Vous le savez et je le sais, les collectivités sont amenées à contribuer. Chacun reconnaît pourtant qu'elles ne sont pas responsables de la part la plus importante de la dette. Il faut savoir les ménager, mais, en même temps, lorsque nous faisons le choix de porter le fonds de sauvegarde pour les départements à 600 millions d'euros, cela contribue à creuser la dette.

La mission « Relations avec les collectivités territoriales » représente un peu moins de 4 milliards d'euros, alors que l'ensemble des transferts de l'État vers les collectivités s'élève à 155 milliards d'euros.

Il y a deux priorités pour la mission.

D'abord, au risque de vous faire rire, voire hurler, je répète que nous avons souhaité préserver l'investissement local.

M. Olivier Paccaud. 200 millions d'euros en moins !

Mme Françoise Gatel, ministre. Vous l'avez rappelé, les collectivités portent 70 % de l'investissement local, mais nous savons que, dans les années électorales, l'effort d'investissement est moins important. La DETR, dont vous parlez tous, s'élèvera ainsi à 1 milliard d'euros, avec ou sans le fonds d'intervention pour les territoires.

Nous partageons l'objectif de soutenir les territoires ruraux. Je rappelle que la dotation de soutien aux communes pour les aménités rurales (DSCAR) est portée à 110 millions d'euros, alors qu'elle était à peine de 42 millions en 2023. La dotation de solidarité rurale augmente de 150 millions d'euros. La dotation globale de fonctionnement, en revanche, est stabilisée après trois années de hausse.

Il y a des questions sur le Dilico. Je réserve mes arguments pour la discussion des amendements. Je précise simplement que le Gouvernement émettra un avis favorable sur deux points.

Il est favorable au remboursement sur trois ans et il accepte l'annulation de ces clauses, que d'aucuns appellent « clauses de Cahors », bref, de ces clauses contraignantes.

M. Loïc Hervé. C'est un bon début !

Mme Françoise Gatel, ministre. Je vous remercie de noter les grands efforts que nous faisons. Et ne me dites pas que c'est un minimum.

M. Olivier Paccaud. C'est tout bonnement un retour aux règles initiales !

Mme Françoise Gatel, ministre. Quant aux régions, je sais, et je peux le comprendre, qu'elles ne sont pas vraiment favorables au remplacement de la part de TVA qu'elles perçoivent par une dotation. Nous partageons ce point de vue et souhaitons que les régions puissent conserver une part de ressources dynamiques.

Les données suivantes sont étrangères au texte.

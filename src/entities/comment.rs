use sea_orm::entity::prelude::*;
use serde::{Deserialize, Serialize};

#[derive(Clone, Debug, PartialEq, DeriveEntityModel, Eq, Serialize, Deserialize)]
#[sea_orm(table_name = "comments")]
pub struct Model {
    #[sea_orm(primary_key)]
    pub id: i64,
    pub user_id: i64,
    pub tweet_id: i64,
    pub content: String,
    pub created_at: DateTimeUtc,
    pub updated_at: DateTimeUtc,
}

#[derive(Copy, Clone, Debug, EnumIter, DeriveRelation)]
pub enum Relation {
    #[sea_orm(
        belongs_to = "super::user::Entity",
        from = "Column::UserId",
        to = "super::user::Column::Id",
        on_delete = "Cascade"
    )]
    User,
    #[sea_orm(
        belongs_to = "super::tweet::Entity",
        from = "Column::TweetId",
        to = "super::tweet::Column::Id",
        on_delete = "Cascade"
    )]
    Tweet,
}

impl Related<super::user::Entity> for Entity {
    fn to() -> RelationDef {
        Relation::User.def()
    }
}

impl Related<super::tweet::Entity> for Entity {
    fn to() -> RelationDef {
        Relation::Tweet.def()
    }
}

impl ActiveModelBehavior for ActiveModel {}
use crate::entities::user;
use serde::{Deserialize, Serialize};
use utoipa::ToSchema;

#[derive(Debug, Deserialize, ToSchema)]
pub struct SignupRequest {
    pub email: String,
    pub username: String,
    pub first_name: String,
    pub last_name: String,
    pub password: String,
    pub password_confirmation: String,
}

#[derive(Debug, Deserialize, ToSchema)]
pub struct LoginRequest {
    pub email: String,
    pub password: String,
}

#[derive(Debug, Serialize, Deserialize, ToSchema)]
pub struct AuthResponse {
    pub token: String,
    pub user: UserResponse,
}

#[derive(Debug, Clone, Serialize, Deserialize, ToSchema)]
pub struct UserResponse {
    pub id: i64,
    pub email: String,
    pub username: String,
    pub first_name: String,
    pub last_name: String,
}

impl From<user::Model> for UserResponse {
    fn from(user: user::Model) -> Self {
        UserResponse {
            id: user.id,
            email: user.email,
            username: user.username,
            first_name: user.first_name,
            last_name: user.last_name,
        }
    }
}

/// Public profile with the relationship counts and the viewer's
/// follow flag.
#[derive(Debug, Serialize, Deserialize, ToSchema)]
pub struct ProfileResponse {
    pub id: i64,
    pub username: String,
    pub first_name: String,
    pub last_name: String,
    pub bio: Option<String>,
    pub picture: Option<String>,
    pub tweet_count: u64,
    pub follower_count: u64,
    pub following_count: u64,
    pub is_following: bool,
}

#[derive(Debug, Deserialize, ToSchema)]
pub struct UpdateProfileRequest {
    pub first_name: Option<String>,
    pub last_name: Option<String>,
    pub bio: Option<String>,
    /// Opaque media-store reference for the profile picture.
    pub picture: Option<String>,
}

#[derive(Debug, Deserialize, ToSchema)]
pub struct ChangePasswordRequest {
    pub old_password: String,
    pub new_password: String,
    pub password_confirmation: String,
}

/// Returned by follow/unfollow with the followee's updated count.
#[derive(Debug, Serialize, Deserialize, ToSchema)]
pub struct FollowResponse {
    pub following: bool,
    pub follower_count: u64,
}
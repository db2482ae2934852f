//! Identity lifecycle: signup, profile reads and updates, password
//! change, deactivation and account deletion with its cascade.

use chrono::Utc;
use sea_orm::sea_query::Expr;
use sea_orm::{
    ColumnTrait, Condition, ConnectionTrait, EntityTrait, PaginatorTrait, QueryFilter, Set,
    TransactionTrait, Value,
};

use crate::auth::{hash_password, verify_password};
use crate::db::DbPool;
use crate::entities::{comment, tweet, tweet_like, user};
use crate::error::{Error, Result};
use crate::models::{ProfileResponse, SignupRequest, UpdateProfileRequest};
use crate::services::graph;

fn validate_signup(req: &SignupRequest) -> Result<()> {
    let username_len = req.username.chars().count();
    if !(4..=20).contains(&username_len) {
        return Err(Error::Validation(
            "username must be between 4 and 20 characters".to_string(),
        ));
    }
    validate_name("first_name", &req.first_name)?;
    validate_name("last_name", &req.last_name)?;
    validate_email(&req.email)?;
    validate_password(&req.password, &req.password_confirmation)?;
    Ok(())
}

fn validate_name(field: &str, value: &str) -> Result<()> {
    let len = value.chars().count();
    if !(2..=30).contains(&len) {
        return Err(Error::Validation(format!(
            "{} must be between 2 and 30 characters",
            field
        )));
    }
    Ok(())
}

fn validate_email(email: &str) -> Result<()> {
    let mut parts = email.splitn(2, '@');
    let local = parts.next().unwrap_or_default();
    let domain = parts.next().unwrap_or_default();
    if local.is_empty() || domain.is_empty() || !domain.contains('.') {
        return Err(Error::Validation("invalid email address".to_string()));
    }
    Ok(())
}

fn validate_password(password: &str, confirmation: &str) -> Result<()> {
    let len = password.chars().count();
    if !(8..=60).contains(&len) {
        return Err(Error::Validation(
            "password must be between 8 and 60 characters".to_string(),
        ));
    }
    if password != confirmation {
        return Err(Error::Validation("passwords do not match".to_string()));
    }
    Ok(())
}

pub async fn signup(db: &DbPool, req: SignupRequest) -> Result<user::Model> {
    validate_signup(&req)?;

    let password_hash =
        hash_password(&req.password).map_err(|e| Error::Internal(e.to_string()))?;

    let txn = db.begin().await?;

    let existing = user::Entity::find()
        .filter(
            Condition::any()
                .add(user::Column::Email.eq(&req.email))
                .add(user::Column::Username.eq(&req.username)),
        )
        .one(&txn)
        .await?;
    if existing.is_some() {
        return Err(Error::AlreadyExists("user"));
    }

    let now = Utc::now();
    let new_user = user::ActiveModel {
        email: Set(req.email),
        username: Set(req.username),
        first_name: Set(req.first_name),
        last_name: Set(req.last_name),
        bio: Set(None),
        picture: Set(None),
        password_hash: Set(password_hash),
        is_active: Set(true),
        is_admin: Set(false),
        created_at: Set(now),
        updated_at: Set(now),
        ..Default::default()
    };

    let created = user::Entity::insert(new_user)
        .exec_with_returning(&txn)
        .await
        .map_err(|e| Error::from_insert(e, "user"))?;
    txn.commit().await?;

    log::info!("user {} signed up", created.username);
    Ok(created)
}

pub async fn get_by_id<C: ConnectionTrait>(db: &C, user_id: i64) -> Result<user::Model> {
    user::Entity::find_by_id(user_id)
        .one(db)
        .await?
        .ok_or(Error::NotFound("user"))
}

pub async fn find_by_email<C: ConnectionTrait>(db: &C, email: &str) -> Result<Option<user::Model>> {
    Ok(user::Entity::find()
        .filter(user::Column::Email.eq(email))
        .one(db)
        .await?)
}

/// Active users only; deactivated profiles are hidden from lookups.
pub async fn get_active_by_username<C: ConnectionTrait>(
    db: &C,
    username: &str,
) -> Result<user::Model> {
    user::Entity::find()
        .filter(user::Column::Username.eq(username))
        .filter(user::Column::IsActive.eq(true))
        .one(db)
        .await?
        .ok_or(Error::NotFound("user"))
}

pub async fn profile<C: ConnectionTrait>(
    db: &C,
    username: &str,
    viewer_id: Option<i64>,
) -> Result<ProfileResponse> {
    let user = get_active_by_username(db, username).await?;

    let tweet_count = tweet::Entity::find()
        .filter(tweet::Column::UserId.eq(user.id))
        .count(db)
        .await?;
    let follower_count = graph::follower_count(db, user.id).await?;
    let following_count = graph::following_count(db, user.id).await?;
    let is_following = match viewer_id {
        Some(viewer_id) => graph::is_following(db, viewer_id, user.id).await?,
        None => false,
    };

    Ok(ProfileResponse {
        id: user.id,
        username: user.username,
        first_name: user.first_name,
        last_name: user.last_name,
        bio: user.bio,
        picture: user.picture,
        tweet_count,
        follower_count,
        following_count,
        is_following,
    })
}

pub async fn update_profile(
    db: &DbPool,
    user_id: i64,
    req: UpdateProfileRequest,
) -> Result<user::Model> {
    let existing = get_by_id(db, user_id).await?;

    let mut updated = user::ActiveModel {
        id: Set(existing.id),
        updated_at: Set(Utc::now()),
        ..Default::default()
    };
    if let Some(first_name) = req.first_name {
        validate_name("first_name", &first_name)?;
        updated.first_name = Set(first_name);
    }
    if let Some(last_name) = req.last_name {
        validate_name("last_name", &last_name)?;
        updated.last_name = Set(last_name);
    }
    if let Some(bio) = req.bio {
        updated.bio = Set(Some(bio));
    }
    if let Some(picture) = req.picture {
        updated.picture = Set(Some(picture));
    }

    Ok(user::Entity::update(updated).exec(db).await?)
}

pub async fn change_password(
    db: &DbPool,
    user_id: i64,
    old_password: &str,
    new_password: &str,
    confirmation: &str,
) -> Result<()> {
    let existing = get_by_id(db, user_id).await?;

    let old_ok = verify_password(old_password, &existing.password_hash)
        .map_err(|e| Error::Internal(e.to_string()))?;
    if !old_ok {
        return Err(Error::Forbidden("old password does not match"));
    }
    validate_password(new_password, confirmation)?;

    let password_hash =
        hash_password(new_password).map_err(|e| Error::Internal(e.to_string()))?;
    let updated = user::ActiveModel {
        id: Set(user_id),
        password_hash: Set(password_hash),
        updated_at: Set(Utc::now()),
        ..Default::default()
    };
    user::Entity::update(updated).exec(db).await?;
    Ok(())
}

/// The normal account-removal flow: flips the active flag, keeps rows.
pub async fn deactivate(db: &DbPool, user_id: i64) -> Result<()> {
    get_by_id(db, user_id).await?;

    let updated = user::ActiveModel {
        id: Set(user_id),
        is_active: Set(false),
        updated_at: Set(Utc::now()),
        ..Default::default()
    };
    user::Entity::update(updated).exec(db).await?;

    log::info!("user {} deactivated", user_id);
    Ok(())
}

/// Hard delete with full cascade: the user's tweets go together with the
/// comments and likes on them, the user's own comments and like edges,
/// and every follow edge in either direction. Tweets that point at a
/// deleted tweet as parent are orphaned, not removed.
pub async fn delete_account(db: &DbPool, user_id: i64) -> Result<()> {
    let txn = db.begin().await?;

    get_by_id(&txn, user_id).await?;

    let tweet_ids: Vec<i64> = tweet::Entity::find()
        .filter(tweet::Column::UserId.eq(user_id))
        .all(&txn)
        .await?
        .into_iter()
        .map(|t| t.id)
        .collect();

    if !tweet_ids.is_empty() {
        comment::Entity::delete_many()
            .filter(comment::Column::TweetId.is_in(tweet_ids.clone()))
            .exec(&txn)
            .await?;
        tweet_like::Entity::delete_many()
            .filter(tweet_like::Column::TweetId.is_in(tweet_ids.clone()))
            .exec(&txn)
            .await?;
        tweet::Entity::update_many()
            .col_expr(tweet::Column::ParentId, Expr::value(Value::BigInt(None)))
            .filter(tweet::Column::ParentId.is_in(tweet_ids.clone()))
            .exec(&txn)
            .await?;
    }

    comment::Entity::delete_many()
        .filter(comment::Column::UserId.eq(user_id))
        .exec(&txn)
        .await?;
    graph::remove_user_edges(&txn, user_id).await?;
    tweet::Entity::delete_many()
        .filter(tweet::Column::UserId.eq(user_id))
        .exec(&txn)
        .await?;
    user::Entity::delete_by_id(user_id).exec(&txn).await?;

    txn.commit().await?;

    log::info!("user {} deleted", user_id);
    Ok(())
}
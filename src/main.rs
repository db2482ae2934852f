use actix_cors::Cors;
use actix_web::{middleware::Logger, web, App, HttpServer};
use utoipa::OpenApi;
use utoipa_swagger_ui::SwaggerUi;

mod api;
mod auth;
mod config;
mod db;
mod entities;
mod error;
mod models;
mod services;

use config::Config;

#[actix_web::main]
async fn main() -> std::io::Result<()> {
    env_logger::init_from_env(env_logger::Env::new().default_filter_or("info"));

    let config = Config::from_env().expect("Failed to load configuration");

    log::info!(
        "Starting server on {}:{}",
        config.server.host,
        config.server.port
    );

    let pool = db::create_pool(&config.mysql_url())
        .await
        .expect("Failed to create database pool");

    log::info!("Database connection established");

    let openapi = api::ApiDoc::openapi();

    let server_host = config.server.host.clone();
    let server_port = config.server.port;
    HttpServer::new(move || {
        App::new()
            .wrap(Logger::default())
            .wrap(Cors::permissive())
            .app_data(web::Data::new(config.clone()))
            .app_data(web::Data::new(pool.clone()))
            .route(
                "/api/docs",
                web::get().to(|| async {
                    actix_web::HttpResponse::PermanentRedirect()
                        .append_header(("Location", "/api/docs/"))
                        .finish()
                }),
            )
            .service(
                SwaggerUi::new("/api/docs/{_:.*}").url("/api-docs/openapi.json", openapi.clone()),
            )
            .service(
                web::scope("/api")
                    .service(
                        web::scope("/auth")
                            .route("/signup", web::post().to(api::auth::signup))
                            .route("/login", web::post().to(api::auth::login))
                            .route("/refresh", web::post().to(api::auth::refresh)),
                    )
                    .service(web::scope("/feed").route("", web::get().to(api::feed::get_feed)))
                    .service(
                        web::scope("/tweets")
                            .route("", web::post().to(api::tweets::create_tweet))
                            .route("", web::get().to(api::tweets::list_tweets))
                            .route("/{tweet_id}", web::get().to(api::tweets::get_tweet))
                            .route("/{tweet_id}", web::put().to(api::tweets::update_tweet))
                            .route("/{tweet_id}", web::delete().to(api::tweets::delete_tweet))
                            .route("/{tweet_id}/like", web::post().to(api::tweets::like_tweet))
                            .route(
                                "/{tweet_id}/like",
                                web::delete().to(api::tweets::unlike_tweet),
                            )
                            .route("/{tweet_id}/retweet", web::post().to(api::tweets::retweet))
                            .route(
                                "/{tweet_id}/comment",
                                web::post().to(api::tweets::comment_tweet),
                            )
                            .route(
                                "/{tweet_id}/comments",
                                web::get().to(api::tweets::get_comments),
                            ),
                    )
                    .service(
                        web::scope("/users")
                            .route("/me", web::put().to(api::users::update_me))
                            .route("/me", web::delete().to(api::users::delete_me))
                            .route("/me/password", web::put().to(api::users::change_password))
                            .route(
                                "/me/deactivate",
                                web::post().to(api::users::deactivate_me),
                            )
                            .route("/{username}", web::get().to(api::users::get_profile))
                            .route(
                                "/{username}/tweets",
                                web::get().to(api::users::get_user_tweets),
                            )
                            .route(
                                "/{username}/followers",
                                web::get().to(api::users::get_followers),
                            )
                            .route(
                                "/{username}/following",
                                web::get().to(api::users::get_following),
                            )
                            .route(
                                "/{username}/follow",
                                web::post().to(api::users::follow_user),
                            )
                            .route(
                                "/{username}/follow",
                                web::delete().to(api::users::unfollow_user),
                            ),
                    ),
            )
    })
    .bind(format!("{}:{}", server_host, server_port))?
    .run()
    .await
}
//! # dtool Configuration
//!
//! File: cli/src/core/config.rs
//!
//! ## Overview
//!
//! Loads the optional user configuration file (`config.toml`) that supplies
//! defaults for the engine CLI used by `dtool shell`, the shell it starts, and
//! the default `ps` flags.
//!
//! ## Lookup order
//!
//! 1. An explicit path from `--config` / `DTOOL_CONFIG`. It must exist.
//! 2. `<user config dir>/dtool/config.toml` (via `directories::ProjectDirs`).
//! 3. Built-in defaults when neither is present.
//!
//! ## Example
//!
//! ```toml
//! [engine]
//! cli = "docker"
//!
//! [shell]
//! default = "/bin/bash"
//!
//! [ps]
//! all = true
//! ```
//!
use crate::core::error::{DtoolError, Result};
use anyhow::{anyhow, Context};
use directories::ProjectDirs;
use serde::Deserialize;
use std::{
    fs,
    path::{Path, PathBuf},
};
use tracing::{debug, info};

/// Root configuration structure.
#[derive(Deserialize, Debug, Default, Clone, PartialEq)]
#[serde(deny_unknown_fields)]
pub struct Config {
    #[serde(default)]
    pub engine: EngineConfig,
    #[serde(default)]
    pub shell: ShellConfig,
    #[serde(default)]
    pub ps: PsDefaults,
}

/// How the container engine's own CLI is invoked for the interactive shell.
#[derive(Deserialize, Debug, Clone, PartialEq)]
#[serde(deny_unknown_fields)]
pub struct EngineConfig {
    /// Engine CLI binary (name on PATH or a path; `~` is expanded).
    #[serde(default = "default_engine_cli")]
    pub cli: String,
}

impl Default for EngineConfig {
    fn default() -> Self {
        Self {
            cli: default_engine_cli(),
        }
    }
}

/// Settings for `dtool shell`.
#[derive(Deserialize, Debug, Clone, PartialEq)]
#[serde(deny_unknown_fields)]
pub struct ShellConfig {
    /// Shell started inside the container when `--shell` is not given.
    #[serde(default = "default_shell")]
    pub default: String,
}

impl Default for ShellConfig {
    fn default() -> Self {
        Self {
            default: default_shell(),
        }
    }
}

/// Default flag values for `dtool ps`.
#[derive(Deserialize, Debug, Default, Clone, PartialEq)]
#[serde(deny_unknown_fields)]
pub struct PsDefaults {
    #[serde(default)]
    pub all: bool,
    #[serde(default)]
    pub regex: bool,
}

fn default_engine_cli() -> String {
    "docker".to_string()
}
fn default_shell() -> String {
    "/bin/sh".to_string()
}

const CONFIG_FILENAME: &str = "config.toml";

/// Loads, expands and validates the configuration.
///
/// # Arguments
///
/// * `explicit` - Path given via `--config` / `DTOOL_CONFIG`, if any.
///
/// # Errors
///
/// Fails when an explicit path does not exist, when a file cannot be read or
/// parsed, or when validation rejects a value (`DtoolError::Config`).
pub fn load_config(explicit: Option<&Path>) -> Result<Config> {
    let mut config = match explicit {
        Some(path) => {
            if !path.is_file() {
                return Err(anyhow!(DtoolError::Config(format!(
                    "Config file '{}' does not exist.",
                    path.display()
                ))));
            }
            info!("Loading configuration from: {}", path.display());
            load_config_from_path(path)?
        }
        None => load_user_config()?.unwrap_or_default(),
    };
    expand_config_paths(&mut config);
    validate_config(&config).context("Configuration validation failed")?;
    debug!("Final loaded configuration: {:?}", config);
    Ok(config)
}

fn user_config_path() -> Option<PathBuf> {
    ProjectDirs::from("", "", "dtool").map(|dirs| dirs.config_dir().join(CONFIG_FILENAME))
}

fn load_user_config() -> Result<Option<Config>> {
    match user_config_path() {
        Some(path) if path.exists() => {
            info!("Loading user configuration from: {}", path.display());
            load_config_from_path(&path).map(Some)
        }
        Some(path) => {
            debug!("User configuration file not found at {}", path.display());
            Ok(None)
        }
        None => {
            debug!("Could not determine user config directory.");
            Ok(None)
        }
    }
}

fn load_config_from_path(path: &Path) -> Result<Config> {
    let content = fs::read_to_string(path)
        .with_context(|| format!("Failed to read configuration file: {}", path.display()))?;
    toml::from_str(&content)
        .with_context(|| format!("Failed to parse TOML from file: {}", path.display()))
}

fn expand_config_paths(config: &mut Config) {
    config.engine.cli = shellexpand::tilde(&config.engine.cli).into_owned();
    debug!("Expanded engine CLI: {}", config.engine.cli);
}

fn validate_config(config: &Config) -> Result<()> {
    if config.engine.cli.trim().is_empty() {
        return Err(anyhow!(DtoolError::Config(
            "engine.cli must not be empty.".to_string()
        )));
    }
    if config.shell.default.trim().is_empty() {
        return Err(anyhow!(DtoolError::Config(
            "shell.default must not be empty.".to_string()
        )));
    }
    Ok(())
}
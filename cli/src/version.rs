//! Version string reported by `dtool --version`.
//!
//! File: cli/src/version.rs
//!
//! Rewritten by the `bump-version` release helper together with
//! `cli/Cargo.toml`. Keep the literal on a single line.

pub const VERSION: &str = "0.1.0";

Sur le Dilico, je ne peux m'empêcher d'évoquer la situation des départements, car elle va de pair avec celle des régions. Les départements perçoivent aujourd'hui des droits de mutation à titre onéreux (DMTO) qui font le yoyo : ils ont beaucoup augmenté pendant certaines années, puis ils ont baissé et ils commencent à remonter d'environ 15 %. Nous donnerons des chiffres plus précis.

Il n'empêche qu'il nous semble essentiel d'adhérer à ce que vous proposez, c'est-à-dire une réforme globale des finances locales. En effet, on ne peut pas se contenter, à chaque projet de loi de finances, de se répandre en suggestions et en récriminations sous la forme d'amendements, qui sont certes tout à fait pertinents, mais qui viennent déséquilibrer, sans étude d'impact, un édifice très fragile.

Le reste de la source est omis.